Required action
Every record should be written out again in full, with no character altered.

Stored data
Content starts

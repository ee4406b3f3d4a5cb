pub mod accounts;
pub mod auth;
pub mod components;
pub mod dashboard;
pub mod fiscal;
pub mod form;
pub mod inventory;
pub mod invoices;
pub mod journal;
pub mod message;
pub mod parties;
pub mod payments;
pub mod payroll;
pub mod pos;
pub mod reports;
pub mod settings;
pub mod template;

use std::{net::SocketAddr, sync::Arc};

use anyhow::Context;
use axum::{
    response::{Redirect, Response},
    routing::get,
    Router,
};
use serde::Serialize;
use sqlx::PgPool;
use tower_http::services::ServeDir;

use self::{auth::limiter::LoginLimiter, message::AppMessage};
use crate::{
    accounting::reconciliation::DocumentKind, accounting_service::AccountingService, config::AppConfig, models,
    store::PostingContext,
};

#[derive(Clone)]
pub struct AppState {
    pub p: PgPool,
    pub t: template::Template,
    pub config: Arc<AppConfig>,
    pub limiter: Arc<LoginLimiter>,
    pub service: Option<AccountingService>,
}

impl AppState {
    pub fn posting<'a>(&'a self, user: &'a models::User) -> PostingContext<'a> {
        PostingContext {
            user: &user.username,
            require_fiscal_year: self.config.fiscal.require_fiscal_year,
            service: self.service.as_ref(),
        }
    }

    /// Renders a full page for the signed-in user.
    pub fn page<T: Serialize>(&self, name: &str, title: &str, user: &models::User, data: &T) -> Result<Response, AppMessage> {
        self.t
            .page(name, title, Some(user), data)
            .map_err(|err| AppMessage::new_user_error(err, self, Some(user)))
    }

    /// Turns a failure into an error page for `user`.
    pub fn fail<'a>(&'a self, user: &'a models::User) -> impl Fn(anyhow::Error) -> AppMessage + 'a {
        move |err| AppMessage::new_user_error(err, self, Some(user))
    }
}

pub fn new_router(state: AppState) -> Router {
    let public = ServeDir::new(&state.config.paths.public);
    Router::new()
        .route("/", get(|| async { Redirect::to("/dashboard") }))
        .merge(auth::new_router())
        .nest("/dashboard", dashboard::new_router())
        .nest("/sales", invoices::new_router(DocumentKind::Sales))
        .nest("/purchases", invoices::new_router(DocumentKind::Purchase))
        .nest("/expenses", invoices::new_router(DocumentKind::Expense))
        .nest("/api/sales", invoices::api::new_router(DocumentKind::Sales))
        .nest("/api/purchases", invoices::api::new_router(DocumentKind::Purchase))
        .nest("/api/expenses", invoices::api::new_router(DocumentKind::Expense))
        .nest("/customers", parties::new_customers_router())
        .nest("/api/customers", parties::new_customers_api_router())
        .nest("/suppliers", parties::new_suppliers_router())
        .nest("/api/suppliers", parties::new_suppliers_api_router())
        .nest("/payments", payments::new_router())
        .nest("/api/payments", payments::new_api_router())
        .nest("/inventory", inventory::new_router())
        .nest("/api/inventory", inventory::new_api_router())
        .nest("/meals", inventory::new_meals_router())
        .nest("/api/meals", inventory::new_meals_api_router())
        .nest("/pos", pos::new_router())
        .nest("/api/pos", pos::new_api_router())
        .nest("/employees", payroll::new_router())
        .nest("/api/salaries", payroll::new_salaries_router())
        .nest("/api/payroll", payroll::new_summary_router())
        .nest("/accounts", accounts::new_router())
        .nest("/api/accounts", accounts::api::new_router())
        .nest("/journal", journal::new_router())
        .nest("/api/journal", journal::new_api_router())
        .nest("/trial-balance", journal::new_trial_balance_router())
        .nest("/api/trial-balance", journal::new_trial_balance_api_router())
        .nest("/fiscal-years", fiscal::new_router())
        .nest("/audit", reports::new_audit_router())
        .nest("/api/audit", reports::new_audit_api_router())
        .nest("/vat", reports::new_vat_router())
        .nest("/api/vat", reports::new_vat_api_router())
        .nest("/income-statement", reports::new_income_statement_router())
        .nest("/api/income-statement", reports::new_income_statement_api_router())
        .nest("/balance-sheet", reports::new_balance_sheet_router())
        .nest("/api/balance-sheet", reports::new_balance_sheet_api_router())
        .nest("/settings", settings::new_router())
        .nest("/users", settings::new_users_router())
        .nest_service("/public", public)
        .with_state(state)
}

pub async fn start_web_server(
    p: PgPool,
    config: AppConfig,
    service: Option<AccountingService>,
) -> anyhow::Result<()> {
    log::info!("loading templates from {}", config.paths.templates);
    let t = template::Template::new(&config.paths.templates)?;
    let limiter = LoginLimiter::new(config.auth.max_login_attempts, config.auth.lockout_minutes);
    let bind = config.server.bind.clone();

    let app = new_router(AppState {
        p,
        t,
        config: Arc::new(config),
        limiter: Arc::new(limiter),
        service,
    });

    let listener = tokio::net::TcpListener::bind(&bind)
        .await
        .with_context(|| format!("cannot bind {bind}"))?;
    log::info!("listening on http://{}", bind);
    axum::serve(listener, app.into_make_service_with_connect_info::<SocketAddr>()).await?;
    Ok(())
}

Content ends

Answer to this task
repository ee4406b3f3d4a5cb
pub mod accounts;
pub mod auth;
pub mod components;
pub mod dashboard;
pub mod fiscal;
pub mod form;
pub mod inventory;
pub mod invoices;
pub mod journal;
pub mod message;
pub mod parties;
pub mod payments;
pub mod payroll;
pub mod pos;
pub mod reports;
pub mod settings;
pub mod template;

use std::{net::SocketAddr, sync::Arc};

use anyhow::Context;
use axum::{
    response::{Redirect, Response},
    routing::get,
    Router,
};
use serde::Serialize;
use sqlx::PgPool;
use tower_http::services::ServeDir;

use self::{auth::limiter::LoginLimiter, message::AppMessage};
use crate::{
    accounting::reconciliation::DocumentKind, accounting_service::AccountingService, config::AppConfig, models,
    store::PostingContext,
};

#[derive(Clone)]
pub struct AppState {
    pub p: PgPool,
    pub t: template::Template,
    pub config: Arc<AppConfig>,
    pub limiter: Arc<LoginLimiter>,
    pub service: Option<AccountingService>,
}

impl AppState {
    pub fn posting<'a>(&'a self, user: &'a models::User) -> PostingContext<'a> {
        PostingContext {
            user: &user.username,
            require_fiscal_year: self.config.fiscal.require_fiscal_year,
            service: self.service.as_ref(),
        }
    }

    /// Renders a full page for the signed-in user.
    pub fn page<T: Serialize>(&self, name: &str, title: &str, user: &models::User, data: &T) -> Result<Response, AppMessage> {
        self.t
            .page(name, title, Some(user), data)
            .map_err(|err| AppMessage::new_user_error(err, self, Some(user)))
    }

    /// Turns a failure into an error page for `user`.
    pub fn fail<'a>(&'a self, user: &'a models::User) -> impl Fn(anyhow::Error) -> AppMessage + 'a {
        move |err| AppMessage::new_user_error(err, self, Some(user))
    }
}

pub fn new_router(state: AppState) -> Router {
    let public = ServeDir::new(&state.config.paths.public);
    Router::new()
        .route("/", get(|| async { Redirect::to("/dashboard") }))
        .merge(auth::new_router())
        .nest("/dashboard", dashboard::new_router())
        .nest("/sales", invoices::new_router(DocumentKind::Sales))
        .nest("/purchases", invoices::new_router(DocumentKind::Purchase))
        .nest("/expenses", invoices::new_router(DocumentKind::Expense))
        .nest("/api/sales", invoices::api::new_router(DocumentKind::Sales))
        .nest("/api/purchases", invoices::api::new_router(DocumentKind::Purchase))
        .nest("/api/expenses", invoices::api::new_router(DocumentKind::Expense))
        .nest("/customers", parties::new_customers_router())
        .nest("/api/customers", parties::new_customers_api_router())
        .nest("/suppliers", parties::new_suppliers_router())
        .nest("/api/suppliers", parties::new_suppliers_api_router())
        .nest("/payments", payments::new_router())
        .nest("/api/payments", payments::new_api_router())
        .nest("/inventory", inventory::new_router())
        .nest("/api/inventory", inventory::new_api_router())
        .nest("/meals", inventory::new_meals_router())
        .nest("/api/meals", inventory::new_meals_api_router())
        .nest("/pos", pos::new_router())
        .nest("/api/pos", pos::new_api_router())
        .nest("/employees", payroll::new_router())
        .nest("/api/salaries", payroll::new_salaries_router())
        .nest("/api/payroll", payroll::new_summary_router())
        .nest("/accounts", accounts::new_router())
        .nest("/api/accounts", accounts::api::new_router())
        .nest("/journal", journal::new_router())
        .nest("/api/journal", journal::new_api_router())
        .nest("/trial-balance", journal::new_trial_balance_router())
        .nest("/api/trial-balance", journal::new_trial_balance_api_router())
        .nest("/fiscal-years", fiscal::new_router())
        .nest("/audit", reports::new_audit_router())
        .nest("/api/audit", reports::new_audit_api_router())
        .nest("/vat", reports::new_vat_router())
        .nest("/api/vat", reports::new_vat_api_router())
        .nest("/income-statement", reports::new_income_statement_router())
        .nest("/api/income-statement", reports::new_income_statement_api_router())
        .nest("/balance-sheet", reports::new_balance_sheet_router())
        .nest("/api/balance-sheet", reports::new_balance_sheet_api_router())
        .nest("/settings", settings::new_router())
        .nest("/users", settings::new_users_router())
        .nest_service("/public", public)
        .with_state(state)
}

pub async fn start_web_server(
    p: PgPool,
    config: AppConfig,
    service: Option<AccountingService>,
) -> anyhow::Result<()> {
    log::info!("loading templates from {}", config.paths.templates);
    let t = template::Template::new(&config.paths.templates)?;
    let limiter = LoginLimiter::new(config.auth.max_login_attempts, config.auth.lockout_minutes);
    let bind = config.server.bind.clone();

    let app = new_router(AppState {
        p,
        t,
        config: Arc::new(config),
        limiter: Arc::new(limiter),
        service,
    });

    let listener = tokio::net::TcpListener::bind(&bind)
        .await
        .with_context(|| format!("cannot bind {bind}"))?;
    log::info!("listening on http://{}", bind);
    axum::serve(listener, app.into_make_service_with_connect_info::<SocketAddr>()).await?;
    Ok(())
}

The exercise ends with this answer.